Q: Let’s also talk about the ethical dimensions of blitzscaling. Are the critics right when they call blitzscaling irresponsible? Can blitzscaling be approached responsibly? – James Manyika, Senior Partner, McKinsey & Co., Chairman, McKinsey Global Institute
RH: “Indeed, many things go wrong when you blitzscale, but there are ways to reduce the trajectory of something significantly going wrong. You can, and should be able to, build in responsibility as you scale without reducing speed. Here are some ways:
- Identify your risk sets, and distinguish between inconvenient failures and critical ones;
- Constantly reinforce the expectation of change over stability;
- Set and communicate company values early on The last one is the most important, as when people know what they are working for and have a clear sense of the mission, they can better handle uncertainty and choose positive behaviors when things do get rough.”

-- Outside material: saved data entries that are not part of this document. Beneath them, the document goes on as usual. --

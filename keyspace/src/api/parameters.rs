//
// Copyright (c) 2023 ZettaScale Technology
//
// This program and the accompanying materials are made available under the
// terms of the Eclipse Public License 2.0 which is available at
// http://www.eclipse.org/legal/epl-2.0, or the Apache License, Version 2.0
// which is available at https://www.apache.org/licenses/LICENSE-2.0.
//
// SPDX-License-Identifier: EPL-2.0 OR Apache-2.0
//
// Contributors:
//   ZettaScale Zenoh Team, <zenoh@zettascale.tech>
//

//! Functions to manipulate `&str`s which follow the parameters format `a=b;c=d|e;f=g`,
//! and the [`Parameters`] structure, which provides a `HashMap<&str, &str>`-like view over such a string.
//!
//! `;` is the separator between the key-value `(&str, &str)` elements.
//!
//! `=` is the separator between the `&str`-key and `&str`-value. Only the first `=` of an element
//! splits it: `a=b=c` maps `a` to `b=c`. An element without `=` maps its key to the empty string.
//!
//! `|` is the separator between multiple elements of the values.
use std::{
    borrow::{Borrow, Cow},
    collections::{HashMap, HashSet},
    convert::TryFrom,
    fmt,
    str::FromStr,
};

use keyspace_config::{DuplicatePolicy, ParametersConfig};
use keyspace_result::{zerror, Error, ZResult};

pub(crate) const LIST_SEPARATOR: char = ';';
pub(crate) const FIELD_SEPARATOR: char = '=';
pub(crate) const VALUE_SEPARATOR: char = '|';

fn split_once(s: &str, c: char) -> (&str, &str) {
    match s.find(c) {
        Some(index) => {
            let (l, r) = s.split_at(index);
            (l, &r[1..])
        }
        None => (s, ""),
    }
}

/// Returns an iterator of key-value `(&str, &str)` pairs according to the parameters format.
pub fn iter(s: &str) -> impl DoubleEndedIterator<Item = (&str, &str)> + Clone {
    s.split(LIST_SEPARATOR)
        .filter(|p| !p.is_empty())
        .map(|p| split_once(p, FIELD_SEPARATOR))
}

/// Joins two key-value `(&str, &str)` iterators removing from `current` any element whose key is present in `new`.
pub fn join<'s, C, N>(current: C, new: N) -> impl Iterator<Item = (&'s str, &'s str)> + Clone
where
    C: Iterator<Item = (&'s str, &'s str)> + Clone,
    N: Iterator<Item = (&'s str, &'s str)> + Clone + 's,
{
    let n = new.clone();
    let current = current.filter(move |(kc, _)| !n.clone().any(|(kn, _)| kn == *kc));
    current.chain(new)
}

/// Builds a string from key-value pairs, keeping the position where each key first appears.
///
/// When a key appears several times, its last value is kept. Pairs that would not read back
/// as themselves are rejected: empty keys, keys holding `;` or `=`, and values holding `;`.
#[allow(clippy::should_implement_trait)]
pub fn from_iter<'s, I>(iter: I) -> ZResult<String>
where
    I: Iterator<Item = (&'s str, &'s str)>,
{
    let pairs = last_wins(iter);
    for (k, v) in &pairs {
        check_pair(k, v)?;
    }
    Ok(concat(pairs.into_iter()))
}

/// Get the a `&str`-value for a `&str`-key according to the parameters format.
pub fn get<'s>(s: &'s str, k: &str) -> Option<&'s str> {
    iter(s).find(|(key, _)| *key == k).map(|(_, value)| value)
}

/// Get the a `&str`-value iterator for a `&str`-key according to the parameters format.
pub fn values<'s>(s: &'s str, k: &str) -> impl DoubleEndedIterator<Item = &'s str> {
    match get(s, k) {
        Some(v) => v.split(VALUE_SEPARATOR),
        None => {
            let mut i = "".split(VALUE_SEPARATOR);
            i.next();
            i
        }
    }
}

/// Moves `k` to the end of `s` with the value `v`, returning the new string and the previous value.
///
/// Fails on the same pairs as [`from_iter`].
pub fn insert<'s>(s: &'s str, k: &'s str, v: &'s str) -> ZResult<(String, Option<&'s str>)> {
    check_pair(k, v)?;
    let previous = get(s, k);
    let kept = iter(s).filter(move |(key, _)| *key != k);
    Ok((concat(kept.chain(Some((k, v)))), previous))
}

/// Remove a key-value `(&str, &str)` pair from `s` preserving the insertion order.
pub fn remove<'s>(s: &'s str, k: &str) -> (String, Option<&'s str>) {
    let item = get(s, k);
    (concat(iter(s).filter(|x| x.0 != k)), item)
}

fn last_wins<'s, I>(iter: I) -> Vec<(&'s str, &'s str)>
where
    I: Iterator<Item = (&'s str, &'s str)>,
{
    let mut pairs: Vec<(&str, &str)> = Vec::new();
    for (k, v) in iter {
        match pairs.iter_mut().find(|(key, _)| *key == k) {
            Some(pair) => pair.1 = v,
            None => pairs.push((k, v)),
        }
    }
    pairs
}

fn concat<'s, I>(iter: I) -> String
where
    I: Iterator<Item = (&'s str, &'s str)>,
{
    let mut into = String::new();
    for (k, v) in iter.filter(|(k, _)| !k.is_empty()) {
        if !into.is_empty() {
            into.push(LIST_SEPARATOR);
        }
        into.push_str(k);
        if !v.is_empty() {
            into.push(FIELD_SEPARATOR);
            into.push_str(v);
        }
    }
    into
}

/// The reasons a parameters string, or a pair written into one, may be rejected.
#[derive(Debug, Clone, PartialEq, Eq)]
pub enum ParametersError {
    /// The named parameter appears more than once.
    DuplicateName(String),
    /// The element has no name, as in `=value`.
    EmptyName(String),
    /// The pair holds a separator that would split it differently once written,
    /// like a `;` anywhere or a `=` in the name.
    Separator { name: String, value: String },
}

impl ParametersError {
    pub const fn errno(&self) -> i8 {
        match self {
            ParametersError::DuplicateName(_) => -9,
            ParametersError::EmptyName(_) => -10,
            ParametersError::Separator { .. } => -12,
        }
    }
}

impl fmt::Display for ParametersError {
    fn fmt(&self, f: &mut fmt::Formatter<'_>) -> fmt::Result {
        match self {
            ParametersError::DuplicateName(name) => {
                write!(f, "Parameter `{name}` is defined more than once")
            }
            ParametersError::EmptyName(element) => {
                write!(f, "Parameter `{element}` has an empty name")
            }
            ParametersError::Separator { name, value } => write!(
                f,
                "Parameter `{name}` with value `{value}` holds a separator (`;` anywhere, `=` in the name)"
            ),
        }
    }
}

impl std::error::Error for ParametersError {}

fn reject(context: &str, error: ParametersError) -> Error {
    tracing::debug!("Rejecting parameters `{context}`: {error}");
    let errno = error.errno();
    zerror!((errno) error).into()
}

fn check_pair(k: &str, v: &str) -> ZResult<()> {
    let error = if k.is_empty() {
        ParametersError::EmptyName(format!("{FIELD_SEPARATOR}{v}"))
    } else if k.contains([LIST_SEPARATOR, FIELD_SEPARATOR].as_slice()) || v.contains(LIST_SEPARATOR) {
        ParametersError::Separator {
            name: k.to_owned(),
            value: v.to_owned(),
        }
    } else {
        return Ok(());
    };
    Err(reject(&format!("{k}{FIELD_SEPARATOR}{v}"), error))
}

/// Checks `s` against `policy`, returning the rewritten string if duplicates had to be merged.
fn validate(s: &str, policy: DuplicatePolicy) -> ZResult<Option<String>> {
    let mut seen = HashSet::new();
    let mut merge = false;
    for element in s.split(LIST_SEPARATOR).filter(|p| !p.is_empty()) {
        let (k, _) = split_once(element, FIELD_SEPARATOR);
        let error = if k.is_empty() {
            ParametersError::EmptyName(element.to_owned())
        } else if !seen.insert(k) {
            if policy == DuplicatePolicy::LastWins {
                merge = true;
                continue;
            }
            ParametersError::DuplicateName(k.to_owned())
        } else {
            continue;
        };
        return Err(reject(s, error));
    }
    // Pairs read from `s` cannot hold separators, so they are written back without checks.
    Ok(merge.then(|| concat(last_wins(iter(s)).into_iter())))
}

/// An ordered map of key/value (String,String) parameters.
///
/// It is parsed from a string using `;` as separator between each parameter
/// and the first `=` as separator between a key and its value.
/// Parsing fails if a key appears twice (unless configured otherwise through [`ParametersConfig`])
/// or if an element has an empty key. Pairs added afterwards are checked so that the text
/// always parses back to the same pairs.
///
/// Percent-encoding of keys and values is left to the caller.
///
/// Example:
/// ```
/// use std::convert::TryFrom;
/// use keyspace::parameters::Parameters;
///
/// let a = "a=1;b=2;c=3|4|5;d=6";
/// let p = Parameters::try_from(a).unwrap();
///
/// // Retrieve values
/// assert!(!p.is_empty());
/// assert_eq!(p.get("a").unwrap(), "1");
/// assert_eq!(p.get("b").unwrap(), "2");
/// assert_eq!(p.get("c").unwrap(), "3|4|5");
/// assert_eq!(p.get("d").unwrap(), "6");
/// assert_eq!(p.values("c").collect::<Vec<&str>>(), vec!["3", "4", "5"]);
///
/// // Iterate over parameters
/// let mut iter = p.iter();
/// assert_eq!(iter.next().unwrap(), ("a", "1"));
/// assert_eq!(iter.next().unwrap(), ("b", "2"));
/// assert_eq!(iter.next().unwrap(), ("c", "3|4|5"));
/// assert_eq!(iter.next().unwrap(), ("d", "6"));
/// assert!(iter.next().is_none());
///
/// // Build parameters from pairs
/// let pi = Parameters::try_from_iter([("a", "1"), ("b", "2"), ("c", "3|4|5"), ("d", "6")]).unwrap();
/// assert_eq!(p, pi);
/// assert!(Parameters::try_from_iter([("a", "1;b=2")]).is_err());
///
/// // Duplicates are rejected
/// assert!(Parameters::try_from("a=1;a=2").is_err());
/// ```
#[derive(Clone, PartialEq, Eq, Hash, Default)]
pub struct Parameters<'s>(Cow<'s, str>);

impl<'s> Parameters<'s> {
    /// Create empty parameters.
    pub const fn empty() -> Self {
        Self(Cow::Borrowed(""))
    }

    /// Parses `raw` following the duplicate policy of `config`.
    ///
    /// The string is kept as is, so that displaying the result gives `raw` back,
    /// unless duplicates were merged.
    pub fn try_from_with<S>(raw: S, config: &ParametersConfig) -> ZResult<Self>
    where
        S: Into<Cow<'s, str>>,
    {
        let raw = raw.into();
        Ok(match validate(&raw, config.duplicates())? {
            Some(merged) => Self(Cow::Owned(merged)),
            None => Self(raw),
        })
    }

    /// Builds parameters from pairs, like [`from_iter`]. Works with maps, slices of pairs, and
    /// any other iterator over `(&K, &V)`.
    pub fn try_from_iter<'e, I, K, V>(iter: I) -> ZResult<Self>
    where
        I: IntoIterator<Item = (&'e K, &'e V)>,
        K: Borrow<str> + 'e + ?Sized,
        V: Borrow<str> + 'e + ?Sized,
    {
        let pairs = iter.into_iter().map(|(k, v)| (k.borrow(), v.borrow()));
        Ok(Self(Cow::Owned(from_iter(pairs)?)))
    }

    /// Returns `true` if parameters does not contain anything.
    pub fn is_empty(&self) -> bool {
        iter(&self.0).next().is_none()
    }

    /// Returns parameters as [`str`].
    pub fn as_str(&'s self) -> &'s str {
        &self.0
    }

    /// Returns `true` if parameters contains the specified key.
    pub fn contains_key<K>(&self, k: K) -> bool
    where
        K: Borrow<str>,
    {
        get(&self.0, k.borrow()).is_some()
    }

    /// Returns a reference to the `&str`-value corresponding to the key.
    pub fn get<K>(&'s self, k: K) -> Option<&'s str>
    where
        K: Borrow<str>,
    {
        get(self.as_str(), k.borrow())
    }

    /// Returns an iterator to the `&str`-values corresponding to the key.
    pub fn values<K>(&'s self, k: K) -> impl DoubleEndedIterator<Item = &'s str>
    where
        K: Borrow<str>,
    {
        values(self.as_str(), k.borrow())
    }

    /// Returns an iterator on the key-value pairs as `(&str, &str)`.
    pub fn iter(&'s self) -> impl DoubleEndedIterator<Item = (&'s str, &'s str)> + Clone {
        iter(self.as_str())
    }

    /// Sets `k` to `v` and returns the previous value. `k` moves to the end.
    ///
    /// Nothing changes if the pair is rejected by [`from_iter`]'s rules.
    pub fn insert<K, V>(&mut self, k: K, v: V) -> ZResult<Option<String>>
    where
        K: Borrow<str>,
        V: Borrow<str>,
    {
        let (inner, previous) = insert(&self.0, k.borrow(), v.borrow())?;
        let previous = previous.map(str::to_owned);
        self.0 = Cow::Owned(inner);
        Ok(previous)
    }

    /// Removes a key from the map, returning the value at the key if the key was previously in the parameters.
    pub fn remove<K>(&mut self, k: K) -> Option<String>
    where
        K: Borrow<str>,
    {
        let (inner, item) = remove(&self.0, k.borrow());
        let item = item.map(|i| i.to_string());
        self.0 = Cow::Owned(inner);
        item
    }

    /// Extend these parameters with other parameters. Values from `other` take precedence.
    pub fn extend(&mut self, other: &Parameters) {
        self.0 = Cow::Owned(concat(join(iter(&self.0), other.iter())));
    }

    /// Extend these parameters from an iterator. Values from `iter` take precedence.
    ///
    /// Nothing changes if one of the pairs is rejected.
    pub fn extend_from_iter<'e, I, K, V>(&mut self, iter: I) -> ZResult<()>
    where
        I: Iterator<Item = (&'e K, &'e V)> + Clone,
        K: Borrow<str> + 'e + ?Sized,
        V: Borrow<str> + 'e + ?Sized,
    {
        let inner = from_iter(join(
            self::iter(&self.0),
            iter.map(|(k, v)| (k.borrow(), v.borrow())),
        ))?;
        self.0 = Cow::Owned(inner);
        Ok(())
    }

    /// Convert these parameters into owned parameters.
    pub fn into_owned(self) -> Parameters<'static> {
        Parameters(Cow::Owned(self.0.into_owned()))
    }
}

What gives blitzscalers the edge
A common question is what gives Blitzscalers the edge over everyone else. Falling back on the principles, Reid offers what he concedes is a “potentially outrageous assertion given the vast human abilities”, but an equally poetic response:
“It is the willingness to embrace the irrational – to go against common sense and follow principles that are deeply counter-intuitive – that makes blitzscaling so unique.”
Blitzscaling can easily be confused with technology excellence, given the intersections with artificial intelligence, automation, and the other mass technological evolutions. However, at its core, technology is simply the vehicle – what blitzscaling requires the most is an explicit theory of human nature.
The best consumer technology companies have always scaled not to technology, but to the humanity that makes their technology possible, Reid reminded. That is why blitzscaling is so powerful, and ultimately, responsible – it only works if it serves our shared humanity. The chaos, disruptions, mistakes and burning fires are simply the price we pay along the way.